The first time I ever saw a sweep I thought it must be a manufacturing mistake. I walked around it with deep concern.  I had seen enough tractors to know that the smaller wheels go in front and the large ones were in the back.  This monstrosity was reversed. It must be the result of someone’s nightmare.  It was a freak. The large tires are in the front and the smaller steering tires were in the back.  Attached to the front just beyond the large tires was a rack of four steel teeth probably five feet long and each tooth about four inches in diameter.  It was designed to push wind-rowed loose hay in front of it with that horrendous rack of steel teeth. The seat sat in front of the engine instead of behind it as it would in a normal tractor.  The steering wheel sat even further in front and just behind the sweep head. How was I to drive such a mutant?

I wasn’t going to admit my fear to anyone.  All I needed to do was take the sweep and drive along some dirt roads I was familiar with and safely get the sweep into the hay fields of the Johnson Place. Any idiot could do that.   As a teenager, I was not about to admit I had reservations about driving such a thing.  I was full of fake confidence and swagger.  I’d told Bob, the rancher, I’d just pretend I was driving backwards but be going forward. He looked at me dubiously.  My stomach did flip flops.  Would Bob let me drive?  He didn’t have anyone else available for the drive. I was the bottom of the barrel and got elected as driver.

I was having a good old time driving, singing merrily, harmonizing with the sound of the engine serving as music.  Road dust trailed behind me creating a long rooster tail of reddish-colored dirt which swirled into the air making a cloud following above and behind me.  The tractor bounced and wobbled along with me steering.  I was living one of my boyhood dreams.  I was working on a ranch in Wyoming, sometimes being a cowboy, sometimes milking cows, sometimes fencing and now working the hay fields and driving a tractor even if  this tractor looked funny.  Not bad for a boy not long removed from Louisiana.   How much better could it get?  Fake confidence exuding from me more and more.

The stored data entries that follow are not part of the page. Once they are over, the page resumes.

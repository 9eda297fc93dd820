use chrono::{DateTime, SecondsFormat, Utc};
use serde::{Deserialize, Serialize};

/// Identity stamped on entries written before resolution finished.
pub const UNKNOWN_USER: &str = "unknown-user";

/// What was interacted with. Captured synchronously at dispatch time.
#[derive(Debug, Clone, PartialEq, Eq, Serialize, Deserialize)]
#[serde(rename_all = "camelCase")]
pub struct InteractionRecord {
    #[serde(rename = "type")]
    pub event_type: String,
    /// Tag name of the event target, as reported by the element.
    pub target: String,
    #[serde(default, skip_serializing_if = "Option::is_none")]
    pub target_id: Option<String>,
    #[serde(default, skip_serializing_if = "Option::is_none")]
    pub target_class: Option<String>,
}

#[derive(Debug, Clone, Copy, PartialEq, Eq, Serialize, Deserialize)]
#[serde(rename_all = "SCREAMING_SNAKE_CASE")]
pub enum DiagnosticKind {
    /// Endpoint answered, but not with a usable name.
    IdentificationFailure,
    /// Endpoint could not be talked to (or answered garbage).
    IdentificationError,
}

#[derive(Debug, Clone, PartialEq, Eq, Serialize, Deserialize)]
pub struct DiagnosticRecord {
    #[serde(rename = "type")]
    pub kind: DiagnosticKind,
    pub details: String,
}

impl DiagnosticRecord {
    pub fn failure(details: impl Into<String>) -> Self {
        Self {
            kind: DiagnosticKind::IdentificationFailure,
            details: details.into(),
        }
    }

    pub fn error(details: impl Into<String>) -> Self {
        Self {
            kind: DiagnosticKind::IdentificationError,
            details: details.into(),
        }
    }
}

/// The one thing a log entry carries.
#[derive(Debug, Clone, PartialEq, Eq)]
pub enum EntryPayload {
    Interaction(InteractionRecord),
    Diagnostic(DiagnosticRecord),
}

/// One persisted record. Exactly one of `interaction` / `error` is set when
/// built through [`LogEntry::new`].
#[derive(Debug, Clone, PartialEq, Eq, Serialize, Deserialize)]
#[serde(rename_all = "camelCase")]
pub struct LogEntry {
    pub user_id: String,
    /// ISO-8601, UTC, millisecond precision.
    pub timestamp: String,
    #[serde(default, skip_serializing_if = "Option::is_none")]
    pub interaction: Option<InteractionRecord>,
    #[serde(default, skip_serializing_if = "Option::is_none")]
    pub error: Option<DiagnosticRecord>,
}

impl LogEntry {
    pub fn new(user_id: impl Into<String>, payload: EntryPayload) -> Self {
        Self::at(user_id, Utc::now(), payload)
    }

    pub fn at(user_id: impl Into<String>, when: DateTime<Utc>, payload: EntryPayload) -> Self {
        let (interaction, error) = match payload {
            EntryPayload::Interaction(record) => (Some(record), None),
            EntryPayload::Diagnostic(record) => (None, Some(record)),
        };
        Self {
            user_id: user_id.into(),
            timestamp: when.to_rfc3339_opts(SecondsFormat::Millis, true),
            interaction,
            error,
        }
    }

    pub fn is_diagnostic(&self) -> bool {
        self.error.is_some()
    }
}
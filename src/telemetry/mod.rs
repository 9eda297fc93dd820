//! Interaction capture.
//!
//! # PRIVACY INVARIANT
//! Entries carry the event type and the target's tag, id and class only.
//! Never event payloads such as typed text or pointer coordinates.
//!
//! # HOST SAFETY
//! Nothing reachable from a listener may panic or return an error into the
//! host's event dispatch. Failures are reported through `tracing` and dropped.

pub mod entry;
pub mod events;
pub mod recorder;

pub use entry::{
    DiagnosticKind, DiagnosticRecord, EntryPayload, InteractionRecord, LogEntry, UNKNOWN_USER,
};
pub use events::{ElementInfo, EventHub, EventTarget, Handler, InteractionEvent};
pub use recorder::{InteractionRecorder, RecorderState};
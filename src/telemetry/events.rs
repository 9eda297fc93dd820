use std::sync::{Arc, Mutex};

use serde::{Deserialize, Serialize};
use tracing::error;

/// The element an event was dispatched to. Absent attributes are empty
/// strings, the way a DOM element reports them.
#[derive(Debug, Clone, Default, PartialEq, Eq, Serialize, Deserialize)]
#[serde(rename_all = "camelCase", default)]
pub struct ElementInfo {
    pub tag_name: String,
    pub id: String,
    pub class_name: String,
}

impl ElementInfo {
    pub fn new(tag_name: impl Into<String>) -> Self {
        Self {
            tag_name: tag_name.into(),
            ..Self::default()
        }
    }

    pub fn with_id(mut self, id: impl Into<String>) -> Self {
        self.id = id.into();
        self
    }

    pub fn with_class(mut self, class_name: impl Into<String>) -> Self {
        self.class_name = class_name.into();
        self
    }
}

#[derive(Debug, Clone, PartialEq, Eq, Serialize, Deserialize)]
pub struct InteractionEvent {
    #[serde(rename = "type")]
    pub event_type: String,
    pub target: ElementInfo,
}

impl InteractionEvent {
    pub fn new(event_type: impl Into<String>, target: ElementInfo) -> Self {
        Self {
            event_type: event_type.into(),
            target,
        }
    }
}

/// A listener. Removal matches on the `Arc` allocation, so callers must keep
/// the value they subscribed with.
pub type Handler = Arc<dyn Fn(&InteractionEvent) + Send + Sync>;

pub fn same_handler(a: &Handler, b: &Handler) -> bool {
    std::ptr::eq(Arc::as_ptr(a) as *const (), Arc::as_ptr(b) as *const ())
}

/// Capability to listen on some event source.
///
/// Subscribing the same `(event_type, handler, use_capture)` twice must be a
/// no-op; unsubscribing something never subscribed must be a no-op too.
pub trait EventTarget: Send + Sync {
    fn subscribe(&self, event_type: &str, handler: &Handler, use_capture: bool);
    fn unsubscribe(&self, event_type: &str, handler: &Handler, use_capture: bool);
}

struct Listener {
    event_type: String,
    handler: Handler,
    use_capture: bool,
}

impl Listener {
    fn is(&self, event_type: &str, handler: &Handler, use_capture: bool) -> bool {
        self.event_type == event_type
            && self.use_capture == use_capture
            && same_handler(&self.handler, handler)
    }
}

/// In-process event source. Capture listeners run before bubble listeners,
/// each group in registration order.
#[derive(Default)]
pub struct EventHub {
    listeners: Mutex<Vec<Listener>>,
}

impl EventHub {
    pub fn new() -> Self {
        Self::default()
    }

    pub fn listener_count(&self) -> usize {
        self.listeners.lock().map(|l| l.len()).unwrap_or(0)
    }

    pub fn listener_count_for(&self, event_type: &str) -> usize {
        self.listeners
            .lock()
            .map(|l| l.iter().filter(|x| x.event_type == event_type).count())
            .unwrap_or(0)
    }

    /// Registered event types in registration order (may repeat across phases).
    pub fn subscribed_types(&self) -> Vec<String> {
        self.listeners
            .lock()
            .map(|l| l.iter().map(|x| x.event_type.clone()).collect())
            .unwrap_or_default()
    }

    /// Deliver `event` to every listener of its type. Returns how many ran.
    pub fn dispatch(&self, event: &InteractionEvent) -> usize {
        // Snapshot first so handlers may (un)subscribe without deadlocking.
        let targets: Vec<Handler> = match self.listeners.lock() {
            Ok(listeners) => {
                let mut capture = Vec::new();
                let mut bubble = Vec::new();
                for l in listeners.iter().filter(|l| l.event_type == event.event_type) {
                    if l.use_capture {
                        capture.push(Arc::clone(&l.handler));
                    } else {
                        bubble.push(Arc::clone(&l.handler));
                    }
                }
                capture.extend(bubble);
                capture
            }
            Err(_) => {
                error!("event hub lock poisoned; dropping {} event", event.event_type);
                return 0;
            }
        };

        for handler in &targets {
            handler(event);
        }
        targets.len()
    }
}

impl EventTarget for EventHub {
    fn subscribe(&self, event_type: &str, handler: &Handler, use_capture: bool) {
        let Ok(mut listeners) = self.listeners.lock() else {
            error!("event hub lock poisoned; cannot subscribe {}", event_type);
            return;
        };
        let exists = listeners.iter().any(|l| l.is(event_type, handler, use_capture));
        if !exists {
            listeners.push(Listener {
                event_type: event_type.to_string(),
                handler: Arc::clone(handler),
                use_capture,
            });
        }
    }

    fn unsubscribe(&self, event_type: &str, handler: &Handler, use_capture: bool) {
        let Ok(mut listeners) = self.listeners.lock() else {
            error!("event hub lock poisoned; cannot unsubscribe {}", event_type);
            return;
        };
        listeners.retain(|l| !l.is(event_type, handler, use_capture));
    }
}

Not a care in world; waving at vehicles as they met me on the rutted, dirt road; minding my own business; never realizing or thinking about…. tires….. I was only 16 and rather new to driving. I never thought during the entire trip to turn my head and examine the steering tires. So, it was to my utter amazement when I arrived at my destination that I had been driving on a flat tire. The small left rear tire was flat ,and I hadn’t noticed it.  Fortunately only the bottom was flat.  Bob didn’t seem to think that was good enough and was somewhat upset to say the least.  I’m not sure how long I’d been driving on the flat.  The tire was ruined, but since the wheel was good enough, it didn’t need replaced.

Bob talked about firing me, but realized I was still the bottom of barrel as far as hands went, so he kept me on.  He screamed and cussed at me  for while.  He even wondered if my brain was a quart low.  I could tell he wasn’t an experienced cusser.  He wasn’t nearly as good at cussing as Everette. One could tell Everette was an experienced cusser.  Everette cussed fluently.  I knew that because earlier in the Summer back at the home ranch, John and an unnamed co-conspirator attempted to tip the out house over.  We never accomplished it.  How was anyone to know Everette was in it.  John and the unnamed co-conspirator didn’t see why he was using such eloquent cuss words.  After all, he climbed out of the out house and was hardly wet or messy.  That old cowboy sure could cuss, but that’s another story.

That tire deal was another example of my paranoia and stupidity that haunted me from my illustrious past as I pulled the camper ever northward on I25 finally arriving safe and secure.

It was fantastic trip with no flats and no runaway trailers.  The camper was very comfortable for the two nights I stayed there.  The photo club members were great friends and I enjoyed their company. We all managed to take some good photos.  It was a fun trip.  My phobias did not cause any problems.  What was I ever worried about?  Success!!  But wait, what is that lurking in the back seat???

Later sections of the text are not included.